━━━━━ Data for this exercise ━━━━━

#![forbid(unsafe_code)]

//! Normalized timeline event shape.

use serde::{Deserialize, Serialize};

/// One label/value row under an event (a lab component, a vital sign).
#[derive(Debug, Clone, PartialEq, Eq, Serialize, Deserialize)]
pub struct SubItem {
    /// Display label.
    pub label: String,
    /// Display value.
    pub value: String,
}

impl SubItem {
    /// Create a sub-item.
    pub fn new(label: impl Into<String>, value: impl Into<String>) -> Self {
        Self {
            label: label.into(),
            value: value.into(),
        }
    }
}

/// A normalized, display-ready representation of one clinical record.
///
/// Events are recomputed from the source collections on demand and never
/// persisted; the serde impls exist for exporting a rendered timeline.
#[derive(Debug, Clone, PartialEq, Eq, Serialize, Deserialize)]
pub struct Event {
    /// Stable identifier, unique across source kinds.
    pub id: String,
    /// Category tag; two-level hierarchy is expressed as `parent_child`.
    pub category: String,
    /// Row title.
    pub title: String,
    /// ISO-ish timestamp string from the source record.
    pub timestamp: String,
    /// Secondary display line.
    pub details: String,
    /// Optional attention tag, e.g. `"Abnormal"`.
    pub tag: Option<String>,
    /// Resolved author/provider display name.
    pub author: String,
    /// Label/value rows shown under the event.
    pub sub_items: Vec<SubItem>,
}
#![forbid(unsafe_code)]

//! chartspace demo: a two-pane clinical workspace over a sample chart.
//!
//! # Running
//!
//! ```sh
//! cargo run -p chartspace-demo
//! ```
//!
//! # Controls
//!
//! - Tab: switch focused pane; Left/Right: switch tab; w: close tab
//! - m: move tab to the other pane; o: reopen menu; s: collapse split
//! - f: focus filters; Space: toggle filter; Up/Down/Enter: timeline
//! - q / Ctrl+C: quit
//!
//! Set `CHARTSPACE_LOG=<path>` (and `RUST_LOG`) to capture a trace log.

mod app;
mod data;
mod runtime;

use std::fs::File;

use tracing_subscriber::EnvFilter;

fn main() -> std::io::Result<()> {
    init_tracing();
    runtime::run()
}

fn init_tracing() {
    let Ok(path) = std::env::var("CHARTSPACE_LOG") else {
        return;
    };
    match File::create(&path) {
        Ok(file) => {
            tracing_subscriber::fmt()
                .with_env_filter(EnvFilter::from_default_env())
                .with_writer(file)
                .with_ansi(false)
                .init();
        }
        Err(err) => eprintln!("chartspace-demo: cannot open log file {path}: {err}"),
    }
}
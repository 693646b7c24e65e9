//! Property-style invariants for tab store operations.
//!
//! Exercises random (length, selection, index) combinations and random
//! operation streams against the public `TabStore` API and asserts the
//! close-selection rule, tab conservation across pane moves, and overflow
//! completeness.

use chartspace_core::{DefaultTabSets, PaneId, TabEntry, TabStore, reopenable};
use proptest::prelude::*;

fn store_with(len: usize, selected: usize) -> TabStore<usize> {
    let entries = (0..len)
        .map(|i| TabEntry::new(format!("tab-{i}"), i))
        .collect();
    let mut store = TabStore::new(entries, Vec::new());
    store.select(PaneId::Main, selected);
    store
}

proptest! {
    #[test]
    fn close_selection_invariant(
        len in 1usize..=10,
        selected_seed in 0usize..10,
        index_seed in 0usize..10,
    ) {
        let selected = selected_seed % len;
        let index = index_seed % len;
        let mut store = store_with(len, selected);
        prop_assert!(store.close_tab(PaneId::Main, index));

        let expected = if len == 1 {
            0
        } else if index == selected {
            index.min(len - 2)
        } else if index < selected {
            selected - 1
        } else {
            selected
        };
        prop_assert_eq!(store.pane(PaneId::Main).selected(), expected);
        prop_assert_eq!(store.pane(PaneId::Main).len(), len - 1);

        // The selection must index a live entry whenever one exists.
        if !store.pane(PaneId::Main).is_empty() {
            prop_assert!(store.pane(PaneId::Main).selected_entry().is_some());
        }
    }

    #[test]
    fn moves_conserve_tabs_and_keep_selections_in_range(
        main_len in 0usize..6,
        side_len in 0usize..6,
        ops in proptest::collection::vec((any::<bool>(), 0usize..8, 0usize..8), 0..24),
    ) {
        let main = (0..main_len).map(|i| TabEntry::new(format!("m{i}"), i)).collect();
        let side = (0..side_len).map(|i| TabEntry::new(format!("s{i}"), i)).collect();
        let mut store = TabStore::new(main, side);
        let total = store.total_len();

        for (from_main, source, dest) in ops {
            let (from, to) = if from_main {
                (PaneId::Main, PaneId::Side)
            } else {
                (PaneId::Side, PaneId::Main)
            };
            store.move_between_panes(from, source, to, dest);
            prop_assert_eq!(store.total_len(), total);
            for pane in [PaneId::Main, PaneId::Side] {
                let tabs = store.pane(pane);
                if tabs.is_empty() {
                    prop_assert_eq!(tabs.selected(), 0);
                } else {
                    prop_assert!(tabs.selected() < tabs.len());
                }
            }
        }
    }

    #[test]
    fn overflow_lists_exactly_the_closed_configured_tabs(
        close_mask in 0u8..64,
        extra_open in any::<bool>(),
    ) {
        let defaults = DefaultTabSets {
            main: vec![
                TabEntry::new("Chart Review", 0usize),
                TabEntry::new("Notes", 1),
                TabEntry::new("Results", 2),
            ],
            side: vec![TabEntry::new("Orders", 3), TabEntry::new("MAR", 4)],
            overflow_only: vec![TabEntry::new("Growth Chart", 5)],
        };
        defaults.validate().expect("fixed sets are duplicate-free");
        let mut store = defaults.initial_store();

        let all_names = ["Chart Review", "Notes", "Results", "Orders", "MAR"];
        for (bit, name) in all_names.iter().enumerate() {
            if close_mask & (1 << bit) != 0 {
                store.close_tab_by_name(name, None);
            }
        }
        if extra_open {
            store.open_tab("Growth Chart", 5usize, PaneId::Main, true);
        }

        let reopen = reopenable(&defaults, &store);
        let configured = ["Chart Review", "Notes", "Results", "Orders", "MAR", "Growth Chart"];
        for name in configured {
            let listed = reopen.iter().any(|candidate| candidate.name == name);
            prop_assert_eq!(
                listed,
                !store.contains_name(name),
                "overflow membership must mirror closed-ness for {}",
                name
            );
        }
        // Nothing outside the configured union ever shows up.
        for candidate in &reopen {
            prop_assert!(configured.contains(&candidate.name));
        }
    }
}
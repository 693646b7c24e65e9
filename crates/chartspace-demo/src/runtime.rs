#![forbid(unsafe_code)]

//! Terminal session and event loop.
//!
//! Raw mode, alternate screen, and mouse capture for the duration of the
//! run; every frame is drawn into a [`Buffer`] and presented whole.

use std::io::{self, Write};

use chartspace_render::{Buffer, CONTINUATION, Color, Style, StyleFlags};
use crossterm::style::{
    Attribute, Color as TermColor, Print, ResetColor, SetAttribute, SetBackgroundColor,
    SetForegroundColor,
};
use crossterm::{cursor, event, execute, queue, terminal};

use crate::app::{App, Msg};

/// Run the demo until the user quits.
pub fn run() -> io::Result<()> {
    let mut out = io::stdout();
    terminal::enable_raw_mode()?;
    execute!(
        out,
        terminal::EnterAlternateScreen,
        event::EnableMouseCapture,
        cursor::Hide
    )?;
    let result = event_loop(&mut out);
    execute!(
        out,
        cursor::Show,
        event::DisableMouseCapture,
        terminal::LeaveAlternateScreen
    )?;
    terminal::disable_raw_mode()?;
    result
}

fn event_loop(out: &mut impl Write) -> io::Result<()> {
    let (width, height) = terminal::size()?;
    let mut app = App::new((width, height));
    let mut buf = Buffer::new(width, height);
    loop {
        app.view(&mut buf);
        present(out, &buf)?;
        match event::read()? {
            event::Event::Key(key) => app.update(Msg::Key(key)),
            event::Event::Mouse(mouse) => app.update(Msg::Mouse(mouse)),
            event::Event::Resize(w, h) => {
                app.update(Msg::Resize(w, h));
                buf = Buffer::new(w, h);
            }
            _ => {}
        }
        if app.should_quit() {
            return Ok(());
        }
    }
}

fn present(out: &mut impl Write, buf: &Buffer) -> io::Result<()> {
    let mut last_style: Option<Style> = None;
    for y in 0..buf.height() {
        queue!(out, cursor::MoveTo(0, y))?;
        for x in 0..buf.width() {
            let Some(cell) = buf.get(x, y) else { continue };
            // Wide glyphs already advanced the cursor past their trailer.
            if cell.ch == CONTINUATION {
                continue;
            }
            if last_style != Some(cell.style) {
                apply_style(out, cell.style)?;
                last_style = Some(cell.style);
            }
            queue!(out, Print(cell.ch))?;
        }
    }
    queue!(out, ResetColor, SetAttribute(Attribute::Reset))?;
    out.flush()
}

fn apply_style(out: &mut impl Write, style: Style) -> io::Result<()> {
    queue!(out, ResetColor, SetAttribute(Attribute::Reset))?;
    if let Some(fg) = style.fg {
        queue!(out, SetForegroundColor(term_color(fg)))?;
    }
    if let Some(bg) = style.bg {
        queue!(out, SetBackgroundColor(term_color(bg)))?;
    }
    if let Some(attrs) = style.attrs {
        for (flag, attribute) in [
            (StyleFlags::BOLD, Attribute::Bold),
            (StyleFlags::DIM, Attribute::Dim),
            (StyleFlags::ITALIC, Attribute::Italic),
            (StyleFlags::UNDERLINE, Attribute::Underlined),
            (StyleFlags::REVERSED, Attribute::Reverse),
        ] {
            if attrs.contains(flag) {
                queue!(out, SetAttribute(attribute))?;
            }
        }
    }
    Ok(())
}

fn term_color(color: Color) -> TermColor {
    match color {
        Color::Black => TermColor::Black,
        Color::Red => TermColor::DarkRed,
        Color::Green => TermColor::DarkGreen,
        Color::Yellow => TermColor::DarkYellow,
        Color::Blue => TermColor::DarkBlue,
        Color::Magenta => TermColor::DarkMagenta,
        Color::Cyan => TermColor::DarkCyan,
        Color::Gray => TermColor::Grey,
        Color::DarkGray => TermColor::DarkGrey,
        Color::BrightRed => TermColor::Red,
        Color::BrightGreen => TermColor::Green,
        Color::BrightYellow => TermColor::Yellow,
        Color::BrightBlue => TermColor::Blue,
        Color::BrightMagenta => TermColor::Magenta,
        Color::BrightCyan => TermColor::Cyan,
        Color::White => TermColor::White,
        Color::Rgb(r, g, b) => TermColor::Rgb { r, g, b },
    }
}
impl App {
    /// Build the app with the sample chart and default tabs.
    pub fn new(viewport: (u16, u16)) -> Self {
        let defaults = default_tabs();
        if let Err(err) = defaults.validate() {
            tracing::warn!(message = "demo.bad_tab_config", error = %err);
        }
        let store = defaults.initial_store();
        Self {
            chart: sample_chart(),
            defaults,
            store,
            split: SplitState::new(),
            filter: CategoryFilter::all_selected(category_catalog()),
            drafts: DraftCache::new(),
            view_state: ViewState::default(),
            focused_pane: PaneId::Main,
            filters_focused: false,
            overflow_open: false,
            drag: None,
            inspected: None,
            viewport,
            should_quit: false,
        }
    }

    /// Whether the main loop should exit.
    pub fn should_quit(&self) -> bool {
        self.should_quit
    }

    fn buckets(&self) -> Vec<DateBucket> {
        group_by_date(filter_events(
            aggregate(&self.chart.sources()),
            &self.filter,
        ))
    }

    fn workspace_area(&self) -> Rect {
        let (w, h) = self.viewport;
        Rect::new(0, 0, w, h.saturating_sub(1))
    }

    fn regions(&self) -> chartspace_widgets::SplitRegions {
        resolve_regions(
            self.workspace_area(),
            &self.split,
            self.store.pane(PaneId::Side).is_empty(),
        )
    }

    /// Handle one message.
    pub fn update(&mut self, msg: Msg) {
        match msg {
            Msg::Key(key) if key.kind == KeyEventKind::Press => self.on_key(key),
            Msg::Key(_) => {}
            Msg::Mouse(mouse) => self.on_mouse(mouse),
            Msg::Resize(w, h) => self.viewport = (w, h),
        }
    }

    fn on_key(&mut self, key: KeyEvent) {
        match key.code {
            KeyCode::Char('c') if key.modifiers.contains(KeyModifiers::CONTROL) => {
                self.should_quit = true;
            }
            KeyCode::Char('q') => self.should_quit = true,
            KeyCode::Esc => {
                self.overflow_open = false;
                self.drag = None;
            }
            KeyCode::Char('o') => self.overflow_open = !self.overflow_open,
            KeyCode::Char('s') => self.split.toggle(),
            KeyCode::Char('f') => self.filters_focused = !self.filters_focused,
            KeyCode::Tab => self.focused_pane = self.focused_pane.other(),
            KeyCode::Left => self.select_adjacent(-1),
            KeyCode::Right => self.select_adjacent(1),
            KeyCode::Up => self.cursor_up(),
            KeyCode::Down => self.cursor_down(),
            KeyCode::Enter => self.activate(),
            KeyCode::Char(' ') if self.filters_focused => self.toggle_filter_at_cursor(),
            KeyCode::Char('a') if self.filters_focused => self.filter.select_all(),
            KeyCode::Char('n') if self.filters_focused => self.filter.clear(),
            KeyCode::Char('w') => {
                let pane = self.focused_pane;
                let selected = self.store.pane(pane).selected();
                self.store.close_tab(pane, selected);
            }
            KeyCode::Char('m') => self.move_focused_tab(),
            KeyCode::Char('[') => self.nudge_split(-4),
            KeyCode::Char(']') => self.nudge_split(4),
            _ => {}
        }
    }

    fn select_adjacent(&mut self, delta: isize) {
        let pane = self.focused_pane;
        let tabs = self.store.pane(pane);
        if tabs.is_empty() {
            return;
        }
        let len = tabs.len() as isize;
        let next = (tabs.selected() as isize + delta).rem_euclid(len) as usize;
        self.store.select(pane, next);
    }

    fn cursor_up(&mut self) {
        if self.overflow_open {
            self.view_state.overflow.move_up();
        } else if self.filters_focused {
            self.view_state.filters.borrow_mut().move_up();
        } else {
            self.view_state.timeline.borrow_mut().move_up();
        }
    }

    fn cursor_down(&mut self) {
        if self.overflow_open {
            let count = reopenable(&self.defaults, &self.store).len();
            self.view_state.overflow.move_down(count);
        } else if self.filters_focused {
            let len = self.filter.catalog().len();
            self.view_state.filters.borrow_mut().move_down(len);
        } else {
            let buckets = self.buckets();
            let count = EventList::new(&buckets).event_count();
            self.view_state.timeline.borrow_mut().move_down(count);
        }
    }

    fn toggle_filter_at_cursor(&mut self) {
        let cursor = self.view_state.filters.borrow().cursor;
        if let Some(category) = self.filter.catalog().get(cursor) {
            let id = category.id.clone();
            self.filter.toggle(&id);
        }
    }

    fn activate(&mut self) {
        if self.overflow_open {
            self.reopen_at_cursor();
        } else if self.filters_focused {
            self.toggle_filter_at_cursor();
        } else {
            self.activate_timeline_event();
        }
    }

    fn reopen_at_cursor(&mut self) {
        let cursor = self.view_state.overflow.cursor;
        let candidates = reopenable(&self.defaults, &self.store);
        if let Some(candidate) = candidates.get(cursor) {
            let name = candidate.name.to_string();
            let payload = *candidate.payload;
            let pane = candidate.pane;
            self.store.open_tab(name, payload, pane, true);
        }
        self.overflow_open = false;
    }

    fn activate_timeline_event(&mut self) {
        let buckets = self.buckets();
        let state = *self.view_state.timeline.borrow();
        let Some(event) = EventList::new(&buckets).selected(&state).cloned() else {
            return;
        };
        if event.category == "notes" {
            // Jump to the notes editor and seed an addendum draft for it.
            let key = DraftKey::new(&self.chart.patient_id, &self.chart.encounter_id);
            self.drafts
                .get_or_insert_with(key, || format!("Addendum to {}: ", event.title));
            self.store
                .open_tab("Notes", TabKind::Notes, PaneId::Main, true);
        } else {
            self.inspected = Some(event);
            self.store
                .open_tab("Event Detail", TabKind::EventDetail, PaneId::Main, true);
        }
    }

    fn move_focused_tab(&mut self) {
        let source = self.focused_pane;
        let index = self.store.pane(source).selected();
        let dest = source.other();
        let dest_index = self.store.pane(dest).len();
        self.store.move_between_panes(source, index, dest, dest_index);
    }

    fn nudge_split(&mut self, delta: i32) {
        let (w, _) = self.viewport;
        let side_empty = self.store.pane(PaneId::Side).is_empty();
        let layout = self.split.layout(w, side_empty);
        if !layout.side_visible() {
            return;
        }
        let side = i32::from(layout.side_cols) + delta;
        self.split.observe_side_size(side.max(1) as u16, w);
    }

    fn on_mouse(&mut self, mouse: MouseEvent) {
        let regions = self.regions();
        match mouse.kind {
            MouseEventKind::Down(MouseButton::Left) => {
                if regions.divider.contains(mouse.column, mouse.row) {
                    self.split.begin_drag();
                    return;
                }
                for pane in [PaneId::Main, PaneId::Side] {
                    let bar = if pane == PaneId::Main {
                        regions.main_bar
                    } else {
                        regions.side_bar
                    };
                    if !bar.contains(mouse.column, mouse.row) {
                        continue;
                    }
                    self.focused_pane = pane;
                    let state = self.bar_state(pane);
                    let hit = TabBar::from_pane(self.store.pane(pane))
                        .closable(true)
                        .hit_test(&state, bar.width, mouse.column - bar.x);
                    match hit {
                        Some(TabHit::Close(index)) => {
                            self.store.close_tab(pane, index);
                        }
                        Some(TabHit::Tab(index)) => {
                            self.store.select(pane, index);
                            self.drag = Some(DragContext::start(TabAddress::new(pane, index)));
                        }
                        None => {}
                    }
                    return;
                }
            }
            MouseEventKind::Drag(MouseButton::Left) => {
                if self.split.is_dragging() {
                    self.split.drag_to(mouse.column, self.viewport.0);
                }
            }
            MouseEventKind::Up(MouseButton::Left) => {
                if self.split.is_dragging() {
                    self.split.end_drag();
                }
                if let Some(drag) = self.drag.take() {
                    self.finish_tab_drag(drag, regions, mouse.column, mouse.row);
                }
            }
            _ => {}
        }
    }

    fn finish_tab_drag(
        &mut self,
        drag: DragContext,
        regions: chartspace_widgets::SplitRegions,
        column: u16,
        row: u16,
    ) {
        let target = [
            (PaneId::Main, regions.main_bar),
            (PaneId::Side, regions.side_bar),
        ]
        .into_iter()
        .find(|(_, bar)| bar.contains(column, row));
        let Some((pane, bar)) = target else {
            // Released outside both bars: cancelled.
            apply_drag(&mut self.store, drag);
            return;
        };
        let state = self.bar_state(pane);
        let index = TabBar::from_pane(self.store.pane(pane)).closable(true).drop_index(
            &state,
            bar.width,
            column - bar.x,
        );
        apply_drag(&mut self.store, drag.drop_at(TabAddress::new(pane, index)));
    }

    fn bar_state(&self, pane: PaneId) -> chartspace_widgets::TabBarState {
        match pane {
            PaneId::Main => self.view_state.split.main_bar,
            PaneId::Side => self.view_state.split.side_bar,
        }
    }

    /// Render one frame.
    pub fn view(&mut self, buf: &mut Buffer) {
        buf.clear();
        let workspace = self.workspace_area();
        let buckets = self.buckets();
        let directory = self.directory(&buckets);

        let mut split_state = self.view_state.split;
        SplitView::new(&self.store, &self.split, &directory)
            .bar_style(Style::new().fg(Color::Gray))
            .active_tab_style(Style::new().fg(Color::White).bold())
            .divider_style(Style::new().fg(Color::DarkGray))
            .render(workspace, buf, &mut split_state);
        drop(directory);
        self.view_state.split = split_state;

        if self.overflow_open {
            self.render_overflow(buf);
        }
        self.render_status(buf);
    }

    fn directory<'a>(&'a self, buckets: &'a [DateBucket]) -> TabDirectory<'a, TabKind> {
        let chart = &self.chart;
        let filter = &self.filter;
        let drafts = &self.drafts;
        let inspected = &self.inspected;
        let timeline_state = &self.view_state.timeline;
        let filter_state = &self.view_state.filters;
        let filters_focused = self.filters_focused;

        TabDirectory::new()
            .with(
                "Chart Review",
                Box::new(move |_, area, buf| render_chart_review(chart, area, buf)),
            )
            .with(
                "Timeline",
                Box::new(move |_, area, buf| {
                    render_timeline(
                        buckets,
                        filter,
                        filters_focused,
                        timeline_state,
                        filter_state,
                        area,
                        buf,
                    );
                }),
            )
            .with(
                "Notes",
                Box::new(move |_, area, buf| render_notes(chart, drafts, area, buf)),
            )
            .with(
                "Orders",
                Box::new(move |_, area, buf| render_orders(chart, area, buf)),
            )
            .with(
                "Flowsheets",
                Box::new(move |_, area, buf| render_flowsheets(chart, area, buf)),
            )
            .with(
                "Allergies",
                Box::new(|_, area, buf| {
                    render_lines(area, buf, &["No known drug allergies.".to_string()]);
                }),
            )
            .with(
                "Growth Chart",
                Box::new(|_, area, buf| {
                    render_lines(
                        area,
                        buf,
                        &["Height 131 cm (62nd centile), weight 28 kg (55th centile).".to_string()],
                    );
                }),
            )
            .with(
                "Event Detail",
                Box::new(move |_, area, buf| render_event_detail(inspected, area, buf)),
            )
    }

    fn render_overflow(&mut self, buf: &mut Buffer) {
        let items: Vec<OverflowItem> = reopenable(&self.defaults, &self.store)
            .iter()
            .map(OverflowItem::from_candidate)
            .collect();
        let workspace = self.workspace_area();
        let height = (items.len().max(1) as u16).min(workspace.height);
        let width = 32.min(workspace.width);
        let area = Rect::new(workspace.right().saturating_sub(width), 1, width, height);
        OverflowMenu::new(&items)
            .style(Style::new().fg(Color::Black).bg(Color::Gray))
            .highlight_style(Style::new().reversed())
            .render(area, buf, &mut self.view_state.overflow);
    }

    fn render_status(&self, buf: &mut Buffer) {
        let (w, h) = self.viewport;
        if h == 0 {
            return;
        }
        let y = h - 1;
        let style = Style::new().fg(Color::Black).bg(Color::Gray);
        buf.set_style_area(Rect::new(0, y, w, 1), style);
        let line = format!(
            " {}  {}  drafts: {}  [q quit, o reopen, s split, f filters]",
            self.chart.patient_name,
            self.chart.encounter_id,
            self.drafts.len(),
        );
        buf.draw_span(0, y, &line, style, w);
    }
}
#![forbid(unsafe_code)]

//! Merge heterogeneous clinical records into one chronological event list.
//!
//! The pipeline is `aggregate` (normalize + sort descending) →
//! [`filter_events`] (category selection) → [`group_by_date`] (calendar
//! buckets). Each stage is a pure function over the previous stage's
//! output; the caller memoizes by recomputing only when its source
//! collections change.

use std::cmp::Reverse;

use chrono::{DateTime, NaiveDateTime};

use crate::category::CategoryFilter;
use crate::event::{Event, SubItem};
use crate::sources::{EventSources, ProviderDirectory};

/// Bucket key used for events whose timestamp cannot be parsed.
pub const UNKNOWN_DATE_KEY: &str = "Unknown";

/// Flowsheet map keys that are metadata, not recorded data fields.
const FLOWSHEET_METADATA_KEYS: [&str; 3] = ["id", "recorded_at", "recorded_by"];

/// Parse an ISO-ish timestamp.
///
/// Accepts RFC 3339, `%Y-%m-%dT%H:%M:%S`, and `%Y-%m-%dT%H:%M`.
#[must_use]
pub fn parse_timestamp(raw: &str) -> Option<NaiveDateTime> {
    if let Ok(parsed) = DateTime::parse_from_rfc3339(raw) {
        return Some(parsed.naive_local());
    }
    NaiveDateTime::parse_from_str(raw, "%Y-%m-%dT%H:%M:%S")
        .or_else(|_| NaiveDateTime::parse_from_str(raw, "%Y-%m-%dT%H:%M"))
        .ok()
}

fn resolve_author(providers: &ProviderDirectory, id: Option<&str>) -> String {
    match id {
        // Fall back to the raw id when the directory has no entry.
        Some(id) => providers.get(id).cloned().unwrap_or_else(|| id.to_string()),
        None => String::new(),
    }
}

/// Merge every source collection into one event list, sorted by timestamp
/// descending (most recent first).
///
/// The sort is stable, so events sharing a timestamp keep their insertion
/// order; events with unparseable timestamps order last. Flowsheet entries
/// sharing a timestamp merge into a single event accumulating one
/// label/value sub-item per non-metadata field across the group.
#[must_use]
pub fn aggregate(sources: &EventSources<'_>) -> Vec<Event> {
    let mut events = Vec::with_capacity(
        sources.labs.len()
            + sources.imaging.len()
            + sources.notes.len()
            + sources.flowsheets.len()
            + sources.orders.len(),
    );

    for lab in sources.labs {
        events.push(Event {
            id: format!("lab-{}", lab.id),
            category: "labs".into(),
            title: lab.name.clone(),
            timestamp: lab.collected_at.clone(),
            details: lab.status.clone(),
            tag: lab.abnormal.then(|| "Abnormal".to_string()),
            author: resolve_author(sources.providers, lab.ordered_by.as_deref()),
            sub_items: lab
                .components
                .iter()
                .map(|component| {
                    let mut value = component.value.clone();
                    if let Some(unit) = &component.unit {
                        value.push(' ');
                        value.push_str(unit);
                    }
                    if let Some(flag) = &component.flag {
                        value.push_str(" (");
                        value.push_str(flag);
                        value.push(')');
                    }
                    SubItem::new(component.label.clone(), value)
                })
                .collect(),
        });
    }

    for study in sources.imaging {
        events.push(Event {
            id: format!("imaging-{}", study.id),
            category: "imaging".into(),
            title: study.name.clone(),
            timestamp: study.resulted_at.clone(),
            details: study.impression.clone(),
            tag: None,
            author: resolve_author(sources.providers, study.read_by.as_deref()),
            sub_items: Vec::new(),
        });
    }

    for note in sources.notes {
        events.push(Event {
            id: format!("note-{}", note.id),
            category: "notes".into(),
            title: note.title.clone(),
            timestamp: note.created_at.clone(),
            details: note.body.lines().next().unwrap_or_default().to_string(),
            tag: None,
            author: resolve_author(sources.providers, note.author.as_deref()),
            sub_items: Vec::new(),
        });
    }

    // Flowsheet entries at the same timestamp merge into one event.
    let mut flowsheet_events: Vec<Event> = Vec::new();
    for entry in sources.flowsheets {
        let sub_items: Vec<SubItem> = entry
            .fields
            .iter()
            .filter(|(key, _)| !FLOWSHEET_METADATA_KEYS.contains(&key.as_str()))
            .map(|(key, value)| {
                let label = sources
                    .field_defs
                    .iter()
                    .find(|def| def.key == *key)
                    .map_or_else(|| key.clone(), |def| def.label.clone());
                SubItem::new(label, value.clone())
            })
            .collect();
        match flowsheet_events
            .iter_mut()
            .find(|event| event.timestamp == entry.recorded_at)
        {
            Some(event) => event.sub_items.extend(sub_items),
            None => flowsheet_events.push(Event {
                id: format!("flowsheet-{}", entry.recorded_at),
                category: "flowsheets".into(),
                title: "Flowsheet".into(),
                timestamp: entry.recorded_at.clone(),
                details: String::new(),
                tag: None,
                author: resolve_author(sources.providers, entry.recorded_by.as_deref()),
                sub_items,
            }),
        }
    }
    events.extend(flowsheet_events);

    for order in sources.orders {
        events.push(Event {
            id: format!("order-{}", order.id),
            category: order.kind.category().into(),
            title: order.name.clone(),
            timestamp: order.placed_at.clone(),
            details: order.status.clone(),
            tag: None,
            author: resolve_author(sources.providers, order.ordered_by.as_deref()),
            sub_items: Vec::new(),
        });
    }

    // Descending; `None` (unparseable) sorts after every parsed timestamp.
    events.sort_by_cached_key(|event| Reverse(parse_timestamp(&event.timestamp)));
    tracing::debug!(message = "timeline.aggregate", count = events.len());
    events
}

/// Keep only events passing the category selection.
#[must_use]
pub fn filter_events(events: Vec<Event>, filter: &CategoryFilter) -> Vec<Event> {
    events
        .into_iter()
        .filter(|event| filter.passes(&event.category))
        .collect()
}

/// Events sharing one calendar date.
#[derive(Debug, Clone, PartialEq, Eq)]
pub struct DateBucket {
    /// Bucket key: `YYYY-MM-DD`, or [`UNKNOWN_DATE_KEY`].
    pub date: String,
    /// Header label, e.g. `"Mar 04, 2024"`.
    pub label: String,
    pub events: Vec<Event>,
}

/// Group a sorted event list by the calendar-date portion of each
/// timestamp.
///
/// Input order is preserved inside buckets, and buckets appear in input
/// order of first occurrence, so descending dates for an [`aggregate`]d
/// list, with the `"Unknown"` bucket last.
#[must_use]
pub fn group_by_date(events: Vec<Event>) -> Vec<DateBucket> {
    let mut buckets: Vec<DateBucket> = Vec::new();
    for event in events {
        let (date, label) = match parse_timestamp(&event.timestamp) {
            Some(parsed) => (
                parsed.format("%Y-%m-%d").to_string(),
                parsed.format("%b %d, %Y").to_string(),
            ),
            None => (UNKNOWN_DATE_KEY.to_string(), "Unknown date".to_string()),
        };
        match buckets.iter_mut().find(|bucket| bucket.date == date) {
            Some(bucket) => bucket.events.push(event),
            None => buckets.push(DateBucket {
                date,
                label,
                events: vec![event],
            }),
        }
    }
    buckets
}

━━━━━

▸ Your goal: All the lines that hold the word "DarkGray" must appear in the answer, copied from the records.

▸ Response box:
        Color::DarkGray => TermColor::DarkGrey,
            .divider_style(Style::new().fg(Color::DarkGray))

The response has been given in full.